Unfortunately my son experienced significant disruption in his final history exam yesterday.
He does his exams away from the main hall as he has extra time for his dyslexia. He is also autistic (noise sensitive) and has diagnosed and medicated anxiety disorder.
He came home from his exam yesterday distraught. He reports that the exam was delayed starting due to the candidate next to him having issues with a headset in a languages exam, no problem so far. But the exam was started without the issue being resolved and he had to endure 27 mins of his hour long exam being disturbed by the candidate and the invigilator trying to resolve and eventually an IT support person coming into fix the headset.
Son said he wasn’t able to focus due to the fact he could hear every word of the discussions and he wasn’t able to complete the paper either. This is significant because it’s the subject he wants to study at university and he requires a grade A for even his insurance offer. This would not normally be an issue for him as he is very good at history (was even interviewed by Oxford)

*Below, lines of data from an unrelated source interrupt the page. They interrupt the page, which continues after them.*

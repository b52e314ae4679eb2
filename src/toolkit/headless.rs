//! In-process toolkit with no GPU work.
//!
//! Every call is written to a [`Journal`] so hosts and tests can see exactly
//! what reached the toolkit. The interactor behaves like a trackball camera as
//! far as frame requests go: dragging and wheeling ask for a new frame.

use std::cell::RefCell;
use std::ffi::{CStr, c_void};
use std::rc::Rc;

use log::{debug, trace};

use crate::error::EmbedderError;
use crate::toolkit::{
    ActorSpec, InteractionStyle, Interactor, InteractorEvent, RenderWindow, RendererSpec,
    SceneSpec, Toolkit, WindowObserver,
};

#[derive(Debug, Clone, Copy, PartialEq, Eq)]
pub enum ObserverKind {
    IsCurrent,
    FrameRequested,
}

#[derive(Debug, Clone, PartialEq)]
pub enum JournalEntry {
    GlLoaded { lookup_resolved: bool },
    WindowCreated { width: i32, height: i32 },
    WindowResized { width: i32, height: i32 },
    ObserverAdded(ObserverKind),
    RendererAdded(RendererSpec),
    ActorAdded(ActorSpec),
    InteractorCreated(InteractionStyle),
    InteractorResized { width: i32, height: i32 },
    EventPosition { x: i32, y: i32 },
    Event(InteractorEvent),
    Rendered { context_current: bool },
    FrameRequested,
    InteractorReleased,
    WindowReleased,
}

/// Shared, append-only record of toolkit calls.
#[derive(Debug, Clone, Default)]
pub struct Journal(Rc<RefCell<Vec<JournalEntry>>>);

impl Journal {
    fn push(&self, entry: JournalEntry) {
        trace!("[Headless] {:?}", entry);
        self.0.borrow_mut().push(entry);
    }

    pub fn entries(&self) -> Vec<JournalEntry> {
        self.0.borrow().clone()
    }

    pub fn clear(&self) {
        self.0.borrow_mut().clear();
    }

    /// Interactor events in the order they were raised.
    pub fn events(&self) -> Vec<InteractorEvent> {
        self.0
            .borrow()
            .iter()
            .filter_map(|entry| match entry {
                JournalEntry::Event(event) => Some(*event),
                _ => None,
            })
            .collect()
    }

    pub fn count_event(&self, event: InteractorEvent) -> usize {
        self.events().into_iter().filter(|e| *e == event).count()
    }

    pub fn frames_rendered(&self) -> usize {
        self.count(|entry| matches!(entry, JournalEntry::Rendered { .. }))
    }

    pub fn frame_requests(&self) -> usize {
        self.count(|entry| matches!(entry, JournalEntry::FrameRequested))
    }

    pub fn gl_loads(&self) -> usize {
        self.count(|entry| matches!(entry, JournalEntry::GlLoaded { .. }))
    }

    fn count(&self, predicate: impl Fn(&JournalEntry) -> bool) -> usize {
        self.0.borrow().iter().filter(|entry| predicate(entry)).count()
    }
}

#[derive(Default)]
struct Observers {
    is_current: Vec<Box<dyn FnMut() -> bool>>,
    frame_requested: Vec<Box<dyn FnMut()>>,
}

/// Fires the frame-requested observers of one headless window, the way the
/// toolkit does when its state changes.
#[derive(Clone)]
pub struct FrameTrigger {
    observers: Rc<RefCell<Observers>>,
    journal: Journal,
}

impl FrameTrigger {
    pub fn request_frame(&self) {
        self.journal.push(JournalEntry::FrameRequested);
        let mut observers = self.observers.borrow_mut();
        for observer in observers.frame_requested.iter_mut() {
            observer();
        }
    }

    fn context_is_current(&self) -> bool {
        let mut observers = self.observers.borrow_mut();
        // Any observer answering yes is enough, as with the toolkit's own query.
        observers.is_current.iter_mut().fold(false, |current, ask| ask() || current)
    }
}

pub struct HeadlessToolkit {
    journal: Journal,
    request_frame_during_render: bool,
    last_trigger: Option<FrameTrigger>,
}

impl Default for HeadlessToolkit {
    fn default() -> Self {
        Self::new()
    }
}

impl HeadlessToolkit {
    pub fn new() -> Self {
        Self {
            journal: Journal::default(),
            request_frame_during_render: false,
            last_trigger: None,
        }
    }

    /// Every render pass will itself request another frame before returning.
    pub fn with_frame_request_during_render(mut self) -> Self {
        self.request_frame_during_render = true;
        self
    }

    pub fn journal(&self) -> Journal {
        self.journal.clone()
    }

    /// Trigger for the most recently created window.
    pub fn frame_trigger(&self) -> Option<FrameTrigger> {
        self.last_trigger.clone()
    }
}

pub struct HeadlessWindow {
    width: i32,
    height: i32,
    trigger: FrameTrigger,
    request_frame_during_render: bool,
}

impl HeadlessWindow {
    pub fn size(&self) -> (i32, i32) {
        (self.width, self.height)
    }
}

impl RenderWindow for HeadlessWindow {
    fn set_size(&mut self, width: i32, height: i32) {
        self.width = width;
        self.height = height;
        self.trigger
            .journal
            .push(JournalEntry::WindowResized { width, height });
    }

    fn add_observer(&mut self, observer: WindowObserver) {
        let mut observers = self.trigger.observers.borrow_mut();
        let kind = match observer {
            WindowObserver::IsCurrent(callback) => {
                observers.is_current.push(callback);
                ObserverKind::IsCurrent
            }
            WindowObserver::FrameRequested(callback) => {
                observers.frame_requested.push(callback);
                ObserverKind::FrameRequested
            }
        };
        self.trigger.journal.push(JournalEntry::ObserverAdded(kind));
    }

    fn render(&mut self) {
        let context_current = self.trigger.context_is_current();
        self.trigger
            .journal
            .push(JournalEntry::Rendered { context_current });
        if self.request_frame_during_render {
            self.trigger.request_frame();
        }
    }
}

impl Drop for HeadlessWindow {
    fn drop(&mut self) {
        self.trigger.journal.push(JournalEntry::WindowReleased);
    }
}

pub struct HeadlessInteractor {
    trigger: FrameTrigger,
    buttons_down: u8,
}

impl Interactor for HeadlessInteractor {
    fn set_event_position(&mut self, x: i32, y: i32) {
        self.trigger.journal.push(JournalEntry::EventPosition { x, y });
    }

    fn set_size(&mut self, width: i32, height: i32) {
        self.trigger
            .journal
            .push(JournalEntry::InteractorResized { width, height });
    }

    fn invoke_event(&mut self, event: InteractorEvent) {
        self.trigger.journal.push(JournalEntry::Event(event));
        match event {
            InteractorEvent::LeftButtonPress
            | InteractorEvent::RightButtonPress
            | InteractorEvent::MiddleButtonPress => self.buttons_down += 1,
            InteractorEvent::LeftButtonRelease
            | InteractorEvent::RightButtonRelease
            | InteractorEvent::MiddleButtonRelease => {
                self.buttons_down = self.buttons_down.saturating_sub(1)
            }
            InteractorEvent::MouseMove if self.buttons_down > 0 => self.trigger.request_frame(),
            InteractorEvent::MouseWheelForward | InteractorEvent::MouseWheelBackward => {
                self.trigger.request_frame()
            }
            InteractorEvent::MouseMove => {}
        }
    }
}

impl Drop for HeadlessInteractor {
    fn drop(&mut self) {
        self.trigger.journal.push(JournalEntry::InteractorReleased);
    }
}

impl Toolkit for HeadlessToolkit {
    type Window = HeadlessWindow;
    type Interactor = HeadlessInteractor;

    fn load_gl(&mut self, resolve: &mut dyn FnMut(&CStr) -> *const c_void) {
        let lookup_resolved = !resolve(c"glGetString").is_null();
        self.journal.push(JournalEntry::GlLoaded { lookup_resolved });
    }

    fn create_render_window(
        &mut self,
        width: i32,
        height: i32,
    ) -> Result<Self::Window, EmbedderError> {
        self.journal.push(JournalEntry::WindowCreated { width, height });
        let trigger = FrameTrigger {
            observers: Rc::new(RefCell::new(Observers::default())),
            journal: self.journal.clone(),
        };
        self.last_trigger = Some(trigger.clone());
        Ok(HeadlessWindow {
            width,
            height,
            trigger,
            request_frame_during_render: self.request_frame_during_render,
        })
    }

    fn populate_scene(
        &mut self,
        _window: &mut Self::Window,
        scene: &SceneSpec,
    ) -> Result<(), EmbedderError> {
        self.journal
            .push(JournalEntry::RendererAdded(scene.renderer.clone()));
        for actor in &scene.actors {
            self.journal.push(JournalEntry::ActorAdded(actor.clone()));
        }
        debug!("[Headless] Scene with {} actor(s) populated.", scene.actors.len());
        Ok(())
    }

    fn create_interactor(
        &mut self,
        window: &mut Self::Window,
        style: InteractionStyle,
    ) -> Result<Self::Interactor, EmbedderError> {
        self.journal.push(JournalEntry::InteractorCreated(style));
        Ok(HeadlessInteractor {
            trigger: window.trigger.clone(),
            buttons_down: 0,
        })
    }
}

#[cfg(test)]
mod tests {
    use super::*;
    use std::cell::Cell;

    #[test]
    fn frame_trigger_reaches_registered_observers() {
        let mut toolkit = HeadlessToolkit::new();
        let mut window = toolkit.create_render_window(10, 10).unwrap();
        let fired = Rc::new(Cell::new(0));
        let counter = fired.clone();
        window.add_observer(WindowObserver::FrameRequested(Box::new(move || {
            counter.set(counter.get() + 1)
        })));

        toolkit.frame_trigger().unwrap().request_frame();

        assert_eq!(fired.get(), 1);
        assert_eq!(toolkit.journal().frame_requests(), 1);
    }

    #[test]
    fn render_reports_context_answer() {
        let mut toolkit = HeadlessToolkit::new();
        let mut window = toolkit.create_render_window(10, 10).unwrap();
        window.render();
        window.add_observer(WindowObserver::IsCurrent(Box::new(|| true)));
        window.render();

        let rendered: Vec<_> = toolkit
            .journal()
            .entries()
            .into_iter()
            .filter(|e| matches!(e, JournalEntry::Rendered { .. }))
            .collect();
        assert_eq!(
            rendered,
            vec![
                JournalEntry::Rendered { context_current: false },
                JournalEntry::Rendered { context_current: true },
            ]
        );
    }

    #[test]
    fn drag_requests_frames_but_hover_does_not() {
        let mut toolkit = HeadlessToolkit::new();
        let mut window = toolkit.create_render_window(10, 10).unwrap();
        let mut interactor = toolkit
            .create_interactor(&mut window, InteractionStyle::TrackballCamera)
            .unwrap();
        let journal = toolkit.journal();

        interactor.invoke_event(InteractorEvent::MouseMove);
        assert_eq!(journal.frame_requests(), 0);

        interactor.invoke_event(InteractorEvent::LeftButtonPress);
        interactor.invoke_event(InteractorEvent::MouseMove);
        assert_eq!(journal.frame_requests(), 1);

        interactor.invoke_event(InteractorEvent::LeftButtonRelease);
        interactor.invoke_event(InteractorEvent::MouseMove);
        interactor.invoke_event(InteractorEvent::MouseWheelBackward);
        assert_eq!(journal.frame_requests(), 2);
    }
}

We have contact the exams officer and the SLT at school who seem to be saying that this is acceptable / normal disruption but they will ask for special consideration which is a maximum 1% of this paper. I am very unhappy with this response so far as I believe that the continued disruption lasting almost 50 % of his exam time should not have been allowed to happen and that the exam should have been paused to resolve or the student with the headset issue taken away from the room so the others could do their exams without being impacted.
is this something we just have to put down to bad luck? Rather than celebrating the end of exams son is now convinced that the disruption could cost him his first choice university (and possibly second choice). To me this was avoidable and unfair.
He is not one to complain about small things and he is well practiced on these papers and has never failed to complete one on time before.